◆ **REQUIRED WORK**
Working through the records below, count the lines that include "once". The reply is that number alone.
▼▼▼
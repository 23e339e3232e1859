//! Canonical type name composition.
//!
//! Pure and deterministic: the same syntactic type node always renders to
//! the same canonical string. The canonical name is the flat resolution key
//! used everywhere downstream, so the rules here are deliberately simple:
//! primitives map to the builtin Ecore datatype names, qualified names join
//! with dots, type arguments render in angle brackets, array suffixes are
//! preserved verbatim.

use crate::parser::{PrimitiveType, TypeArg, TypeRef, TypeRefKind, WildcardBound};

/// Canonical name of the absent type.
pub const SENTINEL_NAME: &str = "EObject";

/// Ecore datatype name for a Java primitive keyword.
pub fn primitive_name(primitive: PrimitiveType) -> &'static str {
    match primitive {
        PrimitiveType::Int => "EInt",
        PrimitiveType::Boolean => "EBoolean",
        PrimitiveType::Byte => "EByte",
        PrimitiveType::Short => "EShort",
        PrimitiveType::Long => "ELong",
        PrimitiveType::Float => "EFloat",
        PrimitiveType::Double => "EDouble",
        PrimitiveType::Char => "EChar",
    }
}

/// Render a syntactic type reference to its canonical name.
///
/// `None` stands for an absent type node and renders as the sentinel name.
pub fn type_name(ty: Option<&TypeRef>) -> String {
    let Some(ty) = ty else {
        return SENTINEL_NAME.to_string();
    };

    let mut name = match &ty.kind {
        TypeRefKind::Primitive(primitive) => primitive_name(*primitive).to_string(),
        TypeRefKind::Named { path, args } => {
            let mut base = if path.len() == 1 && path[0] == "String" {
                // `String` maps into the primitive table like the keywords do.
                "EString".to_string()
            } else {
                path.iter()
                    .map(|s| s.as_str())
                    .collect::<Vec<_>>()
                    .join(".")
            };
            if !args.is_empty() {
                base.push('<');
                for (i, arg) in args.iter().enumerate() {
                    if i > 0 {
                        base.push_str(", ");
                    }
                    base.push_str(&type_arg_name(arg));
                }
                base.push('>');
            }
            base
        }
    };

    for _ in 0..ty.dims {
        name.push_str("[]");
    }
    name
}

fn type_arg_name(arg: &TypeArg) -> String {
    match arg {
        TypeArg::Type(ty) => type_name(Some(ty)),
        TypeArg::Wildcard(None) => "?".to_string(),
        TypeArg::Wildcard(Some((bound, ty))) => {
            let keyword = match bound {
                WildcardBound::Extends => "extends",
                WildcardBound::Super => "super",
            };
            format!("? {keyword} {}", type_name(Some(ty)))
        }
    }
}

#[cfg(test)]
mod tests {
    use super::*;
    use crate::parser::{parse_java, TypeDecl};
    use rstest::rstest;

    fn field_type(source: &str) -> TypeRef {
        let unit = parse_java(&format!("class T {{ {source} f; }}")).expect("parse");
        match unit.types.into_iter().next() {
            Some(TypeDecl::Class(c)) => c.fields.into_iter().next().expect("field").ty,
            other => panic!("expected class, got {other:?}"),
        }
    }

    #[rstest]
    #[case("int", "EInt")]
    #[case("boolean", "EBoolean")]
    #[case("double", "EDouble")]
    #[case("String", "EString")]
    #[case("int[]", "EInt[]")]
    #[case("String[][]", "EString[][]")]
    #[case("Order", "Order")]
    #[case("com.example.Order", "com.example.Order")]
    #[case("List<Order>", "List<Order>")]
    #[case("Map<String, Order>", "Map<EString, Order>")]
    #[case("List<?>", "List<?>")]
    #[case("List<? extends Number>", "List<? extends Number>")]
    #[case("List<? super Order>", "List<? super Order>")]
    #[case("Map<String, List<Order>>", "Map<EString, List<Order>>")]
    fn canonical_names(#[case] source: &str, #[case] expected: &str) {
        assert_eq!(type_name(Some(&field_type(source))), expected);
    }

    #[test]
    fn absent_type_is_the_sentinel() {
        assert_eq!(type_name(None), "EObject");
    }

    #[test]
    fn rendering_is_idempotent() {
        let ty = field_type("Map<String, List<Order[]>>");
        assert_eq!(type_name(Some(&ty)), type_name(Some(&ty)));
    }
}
▲▲▲
▼▼▼
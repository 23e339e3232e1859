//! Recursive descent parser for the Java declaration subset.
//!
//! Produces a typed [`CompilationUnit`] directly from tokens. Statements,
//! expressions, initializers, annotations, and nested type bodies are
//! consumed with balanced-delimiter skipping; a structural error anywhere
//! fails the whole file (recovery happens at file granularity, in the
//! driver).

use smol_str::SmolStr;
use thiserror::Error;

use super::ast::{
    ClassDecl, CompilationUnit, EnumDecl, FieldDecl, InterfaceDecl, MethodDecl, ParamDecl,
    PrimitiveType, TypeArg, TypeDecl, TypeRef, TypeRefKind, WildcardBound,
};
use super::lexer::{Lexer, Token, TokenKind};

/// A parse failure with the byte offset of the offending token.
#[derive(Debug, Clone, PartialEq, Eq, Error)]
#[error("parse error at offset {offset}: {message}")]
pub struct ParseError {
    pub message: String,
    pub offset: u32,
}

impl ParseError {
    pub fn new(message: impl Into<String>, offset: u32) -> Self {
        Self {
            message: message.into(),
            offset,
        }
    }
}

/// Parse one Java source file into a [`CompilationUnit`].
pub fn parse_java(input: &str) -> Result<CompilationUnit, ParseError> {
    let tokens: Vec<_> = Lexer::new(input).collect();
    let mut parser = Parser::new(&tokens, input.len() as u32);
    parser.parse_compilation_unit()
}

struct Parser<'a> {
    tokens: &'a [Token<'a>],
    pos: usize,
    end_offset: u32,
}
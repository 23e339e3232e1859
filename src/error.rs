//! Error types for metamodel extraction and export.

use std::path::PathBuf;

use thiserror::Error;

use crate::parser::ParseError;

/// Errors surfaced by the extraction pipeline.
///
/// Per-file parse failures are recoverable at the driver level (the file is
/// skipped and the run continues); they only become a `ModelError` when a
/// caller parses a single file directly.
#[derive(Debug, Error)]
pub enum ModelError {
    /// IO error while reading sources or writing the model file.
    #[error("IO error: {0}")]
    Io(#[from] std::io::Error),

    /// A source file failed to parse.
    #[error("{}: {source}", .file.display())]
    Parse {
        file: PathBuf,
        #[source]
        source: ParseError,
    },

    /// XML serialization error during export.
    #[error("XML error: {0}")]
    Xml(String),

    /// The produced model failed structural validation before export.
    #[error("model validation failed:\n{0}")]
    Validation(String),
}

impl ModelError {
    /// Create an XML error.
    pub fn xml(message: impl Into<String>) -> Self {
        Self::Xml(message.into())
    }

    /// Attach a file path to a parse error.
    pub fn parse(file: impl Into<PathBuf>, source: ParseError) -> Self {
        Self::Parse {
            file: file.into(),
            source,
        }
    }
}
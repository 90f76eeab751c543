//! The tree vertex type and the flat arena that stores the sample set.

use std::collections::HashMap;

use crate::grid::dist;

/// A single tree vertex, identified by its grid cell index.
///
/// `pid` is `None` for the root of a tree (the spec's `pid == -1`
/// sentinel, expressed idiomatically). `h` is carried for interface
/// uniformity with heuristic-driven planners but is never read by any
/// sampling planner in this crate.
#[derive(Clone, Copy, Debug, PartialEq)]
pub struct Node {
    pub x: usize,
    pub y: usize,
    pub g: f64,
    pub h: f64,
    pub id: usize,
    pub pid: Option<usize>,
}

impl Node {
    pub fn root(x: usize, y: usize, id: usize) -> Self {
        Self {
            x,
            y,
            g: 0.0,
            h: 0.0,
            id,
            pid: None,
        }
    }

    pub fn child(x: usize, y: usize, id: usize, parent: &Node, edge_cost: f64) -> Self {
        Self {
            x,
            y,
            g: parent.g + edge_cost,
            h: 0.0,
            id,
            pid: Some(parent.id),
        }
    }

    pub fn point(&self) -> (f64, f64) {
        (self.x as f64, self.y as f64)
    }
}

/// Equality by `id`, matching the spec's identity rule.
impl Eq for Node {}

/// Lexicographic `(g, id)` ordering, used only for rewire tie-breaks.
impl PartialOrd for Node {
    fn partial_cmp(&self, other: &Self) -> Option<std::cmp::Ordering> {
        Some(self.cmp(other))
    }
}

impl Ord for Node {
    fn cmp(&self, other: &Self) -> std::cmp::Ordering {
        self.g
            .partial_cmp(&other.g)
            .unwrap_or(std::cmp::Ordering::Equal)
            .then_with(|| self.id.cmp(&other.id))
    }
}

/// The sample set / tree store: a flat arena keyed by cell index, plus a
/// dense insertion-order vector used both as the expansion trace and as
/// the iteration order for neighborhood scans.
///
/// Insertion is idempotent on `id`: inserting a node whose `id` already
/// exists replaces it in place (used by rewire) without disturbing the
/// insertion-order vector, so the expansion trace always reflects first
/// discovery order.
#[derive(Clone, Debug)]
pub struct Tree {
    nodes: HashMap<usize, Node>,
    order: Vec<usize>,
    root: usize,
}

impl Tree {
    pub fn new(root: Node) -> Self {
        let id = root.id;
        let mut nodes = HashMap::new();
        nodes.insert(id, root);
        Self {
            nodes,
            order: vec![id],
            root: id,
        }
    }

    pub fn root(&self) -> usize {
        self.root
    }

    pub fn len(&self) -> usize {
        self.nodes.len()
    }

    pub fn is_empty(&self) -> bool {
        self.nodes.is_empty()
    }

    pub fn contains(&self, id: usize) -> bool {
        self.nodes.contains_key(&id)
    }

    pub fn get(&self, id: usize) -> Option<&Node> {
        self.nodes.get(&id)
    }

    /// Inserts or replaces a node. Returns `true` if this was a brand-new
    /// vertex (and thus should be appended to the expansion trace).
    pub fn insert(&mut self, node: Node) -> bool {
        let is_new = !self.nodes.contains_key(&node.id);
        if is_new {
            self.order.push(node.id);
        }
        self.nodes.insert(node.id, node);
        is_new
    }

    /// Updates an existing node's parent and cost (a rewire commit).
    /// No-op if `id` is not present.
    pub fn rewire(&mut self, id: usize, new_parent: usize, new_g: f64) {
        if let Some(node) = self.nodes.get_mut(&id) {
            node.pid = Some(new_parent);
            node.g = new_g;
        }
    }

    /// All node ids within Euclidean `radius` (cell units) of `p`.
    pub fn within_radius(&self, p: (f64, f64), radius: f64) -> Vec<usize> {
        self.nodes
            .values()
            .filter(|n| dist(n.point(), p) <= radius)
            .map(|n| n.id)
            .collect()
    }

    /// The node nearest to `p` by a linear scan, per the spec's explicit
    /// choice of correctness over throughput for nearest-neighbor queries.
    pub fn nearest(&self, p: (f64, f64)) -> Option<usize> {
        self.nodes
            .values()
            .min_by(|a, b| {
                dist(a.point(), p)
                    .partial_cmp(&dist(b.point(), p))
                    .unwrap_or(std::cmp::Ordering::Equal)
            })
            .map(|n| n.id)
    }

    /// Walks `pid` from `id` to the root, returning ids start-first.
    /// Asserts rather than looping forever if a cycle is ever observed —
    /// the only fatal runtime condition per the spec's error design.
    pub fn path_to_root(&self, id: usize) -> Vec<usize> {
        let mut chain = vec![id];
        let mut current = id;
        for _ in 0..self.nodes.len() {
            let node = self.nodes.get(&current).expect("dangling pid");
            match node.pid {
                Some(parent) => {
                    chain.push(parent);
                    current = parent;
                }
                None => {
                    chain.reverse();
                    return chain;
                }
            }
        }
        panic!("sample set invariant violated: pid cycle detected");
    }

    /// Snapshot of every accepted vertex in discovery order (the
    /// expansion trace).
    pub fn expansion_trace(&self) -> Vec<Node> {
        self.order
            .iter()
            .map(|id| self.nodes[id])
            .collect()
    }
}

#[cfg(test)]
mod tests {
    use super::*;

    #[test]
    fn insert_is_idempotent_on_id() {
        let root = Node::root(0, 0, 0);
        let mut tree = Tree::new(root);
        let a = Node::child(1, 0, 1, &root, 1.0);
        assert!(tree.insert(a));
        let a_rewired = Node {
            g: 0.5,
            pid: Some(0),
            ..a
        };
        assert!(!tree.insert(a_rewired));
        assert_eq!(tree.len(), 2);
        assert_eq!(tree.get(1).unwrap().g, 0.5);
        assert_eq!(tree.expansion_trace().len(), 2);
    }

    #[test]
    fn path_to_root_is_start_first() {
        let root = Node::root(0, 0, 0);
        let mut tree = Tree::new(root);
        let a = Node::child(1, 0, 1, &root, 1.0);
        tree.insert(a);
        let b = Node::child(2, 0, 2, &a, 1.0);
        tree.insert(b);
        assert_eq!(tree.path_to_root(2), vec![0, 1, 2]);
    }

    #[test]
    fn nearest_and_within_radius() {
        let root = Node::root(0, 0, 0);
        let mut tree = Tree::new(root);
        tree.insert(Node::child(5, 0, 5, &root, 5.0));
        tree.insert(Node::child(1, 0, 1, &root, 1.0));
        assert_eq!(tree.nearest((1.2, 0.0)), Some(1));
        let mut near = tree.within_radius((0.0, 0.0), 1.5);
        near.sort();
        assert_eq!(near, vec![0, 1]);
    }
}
▲▲▲
▼▼▼
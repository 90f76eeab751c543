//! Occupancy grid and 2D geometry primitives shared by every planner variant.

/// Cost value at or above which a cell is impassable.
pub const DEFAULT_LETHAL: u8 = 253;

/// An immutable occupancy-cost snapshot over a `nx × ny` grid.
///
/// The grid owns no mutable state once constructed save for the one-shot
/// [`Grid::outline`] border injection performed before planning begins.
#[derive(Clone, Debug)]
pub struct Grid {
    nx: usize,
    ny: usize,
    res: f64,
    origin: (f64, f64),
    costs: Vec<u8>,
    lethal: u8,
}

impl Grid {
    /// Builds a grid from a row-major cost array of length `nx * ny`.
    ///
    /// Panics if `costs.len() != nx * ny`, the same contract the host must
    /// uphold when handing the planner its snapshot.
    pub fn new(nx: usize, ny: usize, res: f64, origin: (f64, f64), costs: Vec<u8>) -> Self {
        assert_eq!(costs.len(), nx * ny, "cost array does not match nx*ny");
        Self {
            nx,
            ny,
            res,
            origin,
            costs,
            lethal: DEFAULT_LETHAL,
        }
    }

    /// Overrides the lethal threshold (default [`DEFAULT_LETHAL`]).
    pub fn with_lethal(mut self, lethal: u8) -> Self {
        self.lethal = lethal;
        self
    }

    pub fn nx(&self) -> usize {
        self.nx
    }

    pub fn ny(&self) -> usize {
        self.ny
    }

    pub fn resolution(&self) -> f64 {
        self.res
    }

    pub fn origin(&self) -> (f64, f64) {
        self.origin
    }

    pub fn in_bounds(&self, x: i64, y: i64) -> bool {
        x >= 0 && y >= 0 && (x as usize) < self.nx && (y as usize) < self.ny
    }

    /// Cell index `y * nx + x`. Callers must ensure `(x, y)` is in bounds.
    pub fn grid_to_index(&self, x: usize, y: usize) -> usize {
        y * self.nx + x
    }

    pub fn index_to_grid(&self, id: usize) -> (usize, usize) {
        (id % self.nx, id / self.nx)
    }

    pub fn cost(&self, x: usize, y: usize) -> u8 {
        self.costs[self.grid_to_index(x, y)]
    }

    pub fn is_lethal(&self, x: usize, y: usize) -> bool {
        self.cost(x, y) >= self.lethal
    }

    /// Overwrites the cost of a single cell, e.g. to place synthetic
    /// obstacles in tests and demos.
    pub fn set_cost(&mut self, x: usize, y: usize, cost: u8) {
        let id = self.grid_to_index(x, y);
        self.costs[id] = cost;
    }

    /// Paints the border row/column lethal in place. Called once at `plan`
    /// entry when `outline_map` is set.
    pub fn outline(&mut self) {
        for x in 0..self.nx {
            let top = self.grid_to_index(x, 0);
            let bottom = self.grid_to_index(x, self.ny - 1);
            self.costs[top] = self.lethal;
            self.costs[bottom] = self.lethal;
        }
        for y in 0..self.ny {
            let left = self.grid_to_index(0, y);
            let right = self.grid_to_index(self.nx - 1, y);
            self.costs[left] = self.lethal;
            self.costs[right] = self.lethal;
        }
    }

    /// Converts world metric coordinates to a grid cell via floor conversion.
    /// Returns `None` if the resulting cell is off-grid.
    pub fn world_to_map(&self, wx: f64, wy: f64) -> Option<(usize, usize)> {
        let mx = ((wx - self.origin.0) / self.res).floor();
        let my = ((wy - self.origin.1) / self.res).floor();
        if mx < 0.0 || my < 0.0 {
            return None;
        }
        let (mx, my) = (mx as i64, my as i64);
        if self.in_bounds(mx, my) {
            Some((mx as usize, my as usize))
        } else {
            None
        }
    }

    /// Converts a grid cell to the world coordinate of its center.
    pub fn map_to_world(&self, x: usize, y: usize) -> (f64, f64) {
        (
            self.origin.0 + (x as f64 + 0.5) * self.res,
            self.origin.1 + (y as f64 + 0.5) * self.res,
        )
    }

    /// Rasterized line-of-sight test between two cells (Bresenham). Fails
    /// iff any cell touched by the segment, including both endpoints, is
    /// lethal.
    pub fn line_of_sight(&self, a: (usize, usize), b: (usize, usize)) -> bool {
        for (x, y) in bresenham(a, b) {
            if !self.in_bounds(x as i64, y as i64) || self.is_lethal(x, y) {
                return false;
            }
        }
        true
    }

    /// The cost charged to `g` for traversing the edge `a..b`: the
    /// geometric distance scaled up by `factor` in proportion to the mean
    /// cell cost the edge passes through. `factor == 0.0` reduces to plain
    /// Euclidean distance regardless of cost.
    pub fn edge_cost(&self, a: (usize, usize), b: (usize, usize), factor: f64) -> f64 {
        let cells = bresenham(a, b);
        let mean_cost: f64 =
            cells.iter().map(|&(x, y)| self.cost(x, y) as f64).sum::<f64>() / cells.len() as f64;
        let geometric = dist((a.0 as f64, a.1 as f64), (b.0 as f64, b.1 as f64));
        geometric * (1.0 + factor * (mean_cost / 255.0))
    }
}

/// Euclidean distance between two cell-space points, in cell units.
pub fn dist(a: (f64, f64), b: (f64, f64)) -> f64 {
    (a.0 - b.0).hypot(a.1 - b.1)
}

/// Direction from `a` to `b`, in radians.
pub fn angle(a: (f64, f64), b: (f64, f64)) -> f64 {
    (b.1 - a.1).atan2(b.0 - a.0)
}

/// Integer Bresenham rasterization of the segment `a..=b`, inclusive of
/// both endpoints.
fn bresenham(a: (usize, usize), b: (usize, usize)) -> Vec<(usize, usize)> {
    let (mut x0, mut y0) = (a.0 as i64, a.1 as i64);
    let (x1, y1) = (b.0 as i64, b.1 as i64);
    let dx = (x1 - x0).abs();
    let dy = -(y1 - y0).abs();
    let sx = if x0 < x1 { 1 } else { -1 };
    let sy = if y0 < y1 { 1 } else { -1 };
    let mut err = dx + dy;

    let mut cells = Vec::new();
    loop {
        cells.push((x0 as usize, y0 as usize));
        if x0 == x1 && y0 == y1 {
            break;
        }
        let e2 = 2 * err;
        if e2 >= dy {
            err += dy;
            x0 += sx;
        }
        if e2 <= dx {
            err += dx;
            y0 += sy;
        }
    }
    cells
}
▲▲▲
◆ **OUTPUT OF THE EXERCISE**
2